De certo, o comportamento do consumidor diante da promoção de vendas é motivado pelo desejo que impulsiona o cliente a realizar a compra de um produto. Por consequência, o cliente é influenciado a adquirir certo artefato sem necessidade, só pelo fato de estar em promoção, levando ao consumo exagerado. Por certo, segundo Instituto Akatu, pesquisa aponta que 76% dos 1.090 entrevistados homens e mulheres com mais de 16 anos, não praticam o consumo consciente. Indubitavelmente, essa prática interfere negativamente na vida do brasileiro, que além de se tornar acumulativo, interfere também no âmbito financeiro, tornando-o escravo do consumismo, comprometendo sua renda e qualidade de vida.
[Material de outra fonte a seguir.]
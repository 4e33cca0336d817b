//! # Design
//!
//! - Structured, constant-message errors for the helper-program adapters.
//! - Capture the program, its exit status, and its stderr so failures are
//!   reproducible from the log alone.

use std::io;
use std::path::PathBuf;

use reseed_core::InvalidInfoHash;
use thiserror::Error;

/// Result type for helper-program operations.
pub type FsOpsResult<T> = Result<T, FsOpsError>;

/// Errors produced by the descriptor reader and filesystem locator.
#[derive(Debug, Error)]
pub enum FsOpsError {
    /// The helper program could not be started or waited on.
    #[error("failed to run helper program")]
    Spawn {
        /// Program that failed to run.
        program: PathBuf,
        /// Underlying IO error.
        source: io::Error,
    },
    /// The helper exited unsuccessfully or reported errors on stderr.
    #[error("helper program reported failure")]
    HelperFailed {
        /// Program that failed.
        program: PathBuf,
        /// Exit code, when the process exited normally.
        status: Option<i32>,
        /// Captured stderr, trimmed.
        stderr: String,
    },
    /// The helper wrote non-UTF-8 output.
    #[error("helper program output is not valid utf-8")]
    InvalidOutput {
        /// Program that produced the output.
        program: PathBuf,
        /// Underlying UTF-8 error.
        source: std::string::FromUtf8Error,
    },
    /// The descriptor JSON did not have the expected shape.
    #[error("torrent descriptor json is malformed")]
    Json {
        /// Torrent file being described.
        path: PathBuf,
        /// Underlying JSON error.
        source: serde_json::Error,
    },
    /// The descriptor carried an unusable info hash.
    #[error("torrent descriptor has an invalid info hash")]
    InfoHash {
        /// Torrent file being described.
        path: PathBuf,
        /// Underlying validation error.
        source: InvalidInfoHash,
    },
}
Portanto, os hábitos de consumo do brasileiro ainda estão em evidência no século XXI. Dessarte, a família como instituição social, deveria investir na educação financeira do jovem, se baseando na gestão econômica pessoal refletindo sobre consumo exagerado e desnecessário, para melhorar suas expectativas, possibilitando um futuro mais confortável e seguro. Destarte, o governo como órgão de instância superior, deveria investir em organizações não governamentais, que informassem e mobilizassem a sociedade para o consumo consciente e que relatassem a transição para estilos de vida sustentável, para que se reduza os impactos negativos do consumo. Assim, o consumidor irá perceber o poder que sua escolha cotidiana tem e poderá melhorar seus hábitos de consumo, garantindo uma melhor qualidade de vida.